Lines that contain "InternalError" are to be copied from the material, every one of them.

■ **RECORDED DATA**:
########################################

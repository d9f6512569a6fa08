use std::{
	collections::{HashMap, VecDeque},
	fmt, mem,
	io::{Seek, SeekFrom, Write},
};

use crate::global::{endian::Endianness, error::*};

/// Width of every pointer and size field written through a [`StreamWriter`]
#[derive(Debug, Clone, Copy, PartialEq, Eq, Default)]
pub enum PointerWidth {
	/// 32-bit offsets, as used by `FArc` archives
	#[default]
	Bits32,
	/// 64-bit offsets, as used by Comfy Archives
	Bits64,
}

impl PointerWidth {
	/// Size of one pointer in bytes
	#[inline(always)]
	pub const fn bytes(self) -> u64 {
		match self {
			PointerWidth::Bits32 => 4,
			PointerWidth::Bits64 => 8,
		}
	}
}

type Resolver<'a, W> = Box<dyn FnOnce(&mut StreamWriter<'a, W>) -> InternalResult + 'a>;

/// A placeholder written during the structural pass, resolved during a flush
pub struct PendingPatch<'a, W> {
	/// Position of the placeholder
	pub location: u64,
	/// Subtracted from the resolved offset, only used by the pointer pool
	pub base: u64,
	resolver: Resolver<'a, W>,
}

impl<'a, W> fmt::Debug for PendingPatch<'a, W> {
	fn fmt(&self, f: &mut fmt::Formatter<'_>) -> fmt::Result {
		write!(f, "PendingPatch {{ location: {:#x}, base: {:#x} }}", self.location, self.base)
	}
}

/// Writes integers in a fixed byte order and pointer width, deferring pointers and late values into three pools:
/// - the pointer pool, where each resolver writes a block and the placeholder receives the block's offset
/// - the delayed pool, where each resolver overwrites its placeholder in place
/// - the string pool, where every distinct string is written once and placeholders receive its offset
///
/// Placeholders are always written as a null pointer of the configured width.
pub struct StreamWriter<'a, W> {
	target: W,
	endianness: Endianness,
	width: PointerWidth,

	pointer_pool: VecDeque<PendingPatch<'a, W>>,
	delayed_pool: Vec<PendingPatch<'a, W>>,
	string_pool: Vec<(u64, Vec<u8>)>,
}

impl<'a, W> fmt::Debug for StreamWriter<'a, W> {
	fn fmt(&self, f: &mut fmt::Formatter<'_>) -> fmt::Result {
		f.debug_struct("StreamWriter")
			.field("endianness", &self.endianness)
			.field("width", &self.width)
			.field("pointer_pool", &self.pointer_pool.len())
			.field("delayed_pool", &self.delayed_pool.len())
			.field("string_pool", &self.string_pool.len())
			.finish()
	}
}

impl<'a, W: Write + Seek> StreamWriter<'a, W> {
	/// Wraps a seekable target, writing continues from its current position
	pub fn new(target: W, endianness: Endianness, width: PointerWidth) -> StreamWriter<'a, W> {
		StreamWriter {
			target,
			endianness,
			width,
			pointer_pool: VecDeque::new(),
			delayed_pool: Vec::new(),
			string_pool: Vec::new(),
		}
	}

	/// The byte order used by every integer write
	#[inline(always)]
	pub fn endianness(&self) -> Endianness {
		self.endianness
	}

	/// The width used by pointer and size writes
	#[inline(always)]
	pub fn pointer_width(&self) -> PointerWidth {
		self.width
	}

	/// Direct access to the target, for bulk data that needs no byte order handling
	#[inline(always)]
	pub fn inner_mut(&mut self) -> &mut W {
		&mut self.target
	}

	/// Unwraps the target. Anything left in the pools is dropped unresolved
	pub fn into_inner(self) -> W {
		self.target
	}

	/// Current position of the target
	pub fn position(&mut self) -> InternalResult<u64> {
		Ok(self.target.stream_position()?)
	}

	/// Moves to an absolute position
	pub fn seek(&mut self, position: u64) -> InternalResult<u64> {
		Ok(self.target.seek(SeekFrom::Start(position))?)
	}

	/// Moves to the end of everything written so far and returns that length
	pub fn seek_end(&mut self) -> InternalResult<u64> {
		Ok(self.target.seek(SeekFrom::End(0))?)
	}

	/// Writes raw bytes
	#[inline]
	pub fn write_bytes(&mut self, bytes: &[u8]) -> InternalResult {
		Ok(self.target.write_all(bytes)?)
	}

	/// Writes a single byte
	pub fn write_u8(&mut self, value: u8) -> InternalResult {
		self.write_bytes(&[value])
	}

	/// Writes a [`u16`] in the configured byte order
	pub fn write_u16(&mut self, value: u16) -> InternalResult {
		let bytes = self.endianness.u16_bytes(value);
		self.write_bytes(&bytes)
	}

	/// Writes a [`u32`] in the configured byte order
	pub fn write_u32(&mut self, value: u32) -> InternalResult {
		let bytes = self.endianness.u32_bytes(value);
		self.write_bytes(&bytes)
	}

	/// Writes a [`u64`] in the configured byte order
	pub fn write_u64(&mut self, value: u64) -> InternalResult {
		let bytes = self.endianness.u64_bytes(value);
		self.write_bytes(&bytes)
	}

	/// Writes a pointer of the configured width, failing if a 32-bit pointer can't hold `value`
	pub fn write_ptr(&mut self, value: u64) -> InternalResult {
		match self.width {
			PointerWidth::Bits64 => self.write_u64(value),
			PointerWidth::Bits32 => {
				let value = u32::try_from(value).map_err(|_| {
					InternalError::OtherError(format!("Offset {:#x} does not fit in a 32-bit pointer", value).into())
				})?;
				self.write_u32(value)
			},
		}
	}

	/// Sizes share the width of pointers
	#[inline(always)]
	pub fn write_size(&mut self, value: u64) -> InternalResult {
		self.write_ptr(value)
	}

	/// Writes `string` followed by a NUL terminator
	pub fn write_str(&mut self, string: &[u8]) -> InternalResult {
		self.write_bytes(string)?;
		self.write_u8(0)
	}

	/// Pads with [`PADDING_VALUE`](crate::PADDING_VALUE) up to the next multiple of `alignment`
	pub fn write_alignment_padding(&mut self, alignment: u64) -> InternalResult {
		if alignment <= 1 {
			return Ok(());
		}

		let position = self.position()?;
		let padding = (alignment - position % alignment) % alignment;

		self.write_bytes(&vec![crate::PADDING_VALUE; padding as usize])
	}

	/// Writes a placeholder, resolved by [`flush_string_pool`](StreamWriter::flush_string_pool) to the offset of `string`
	pub fn write_str_ptr(&mut self, string: impl Into<Vec<u8>>) -> InternalResult {
		let location = self.position()?;
		self.string_pool.push((location, string.into()));
		self.write_ptr(0)
	}

	/// Writes a placeholder, resolved by [`flush_pointer_pool`](StreamWriter::flush_pointer_pool).
	/// The placeholder receives `offset - base`, where `offset` is the position `resolver` starts writing at.
	pub fn write_func_ptr<F>(&mut self, base: u64, resolver: F) -> InternalResult
	where
		F: FnOnce(&mut StreamWriter<'a, W>) -> InternalResult + 'a,
	{
		let location = self.position()?;
		self.pointer_pool.push_back(PendingPatch {
			location,
			base,
			resolver: Box::new(resolver),
		});

		self.write_ptr(0)
	}

	/// Writes a placeholder, [`flush_delayed_pool`](StreamWriter::flush_delayed_pool) later seeks back and lets `resolver` overwrite it
	pub fn write_delayed<F>(&mut self, resolver: F) -> InternalResult
	where
		F: FnOnce(&mut StreamWriter<'a, W>) -> InternalResult + 'a,
	{
		let location = self.position()?;
		self.delayed_pool.push(PendingPatch {
			location,
			base: 0,
			resolver: Box::new(resolver),
		});

		self.write_ptr(0)
	}

	/// Resolves pointer placeholders in FIFO order. Resolvers may queue further pointers, which are resolved in the same flush
	pub fn flush_pointer_pool(&mut self) -> InternalResult {
		while let Some(patch) = self.pointer_pool.pop_front() {
			let offset = self.position()?;

			let relative = offset.checked_sub(patch.base).ok_or_else(|| {
				InternalError::OtherError(format!("Pointer base {:#x} lies past its target {:#x}", patch.base, offset).into())
			})?;

			self.seek(patch.location)?;
			self.write_ptr(relative)?;

			self.seek(offset)?;
			(patch.resolver)(self)?;
		}

		Ok(())
	}

	/// Lets every delayed resolver overwrite its placeholder, the position is restored after each
	pub fn flush_delayed_pool(&mut self) -> InternalResult {
		for patch in mem::take(&mut self.delayed_pool) {
			let offset = self.position()?;

			self.seek(patch.location)?;
			(patch.resolver)(self)?;

			self.seek(offset)?;
		}

		Ok(())
	}

	/// Writes every pooled string at the current position, identical strings are only written once
	pub fn flush_string_pool(&mut self) -> InternalResult {
		let mut written: HashMap<Vec<u8>, u64> = HashMap::new();

		for (location, string) in mem::take(&mut self.string_pool) {
			let offset = self.position()?;
			let existing = written.get(&string).copied();

			self.seek(location)?;
			self.write_ptr(existing.unwrap_or(offset))?;
			self.seek(offset)?;

			if existing.is_none() {
				self.write_str(&string)?;
				written.insert(string, offset);
			}
		}

		Ok(())
	}
}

########################################

■ **TASK SOLUTION**:
					InternalError::OtherError(format!("Offset {:#x} does not fit in a 32-bit pointer", value).into())
				InternalError::OtherError(format!("Pointer base {:#x} lies past its target {:#x}", patch.base, offset).into())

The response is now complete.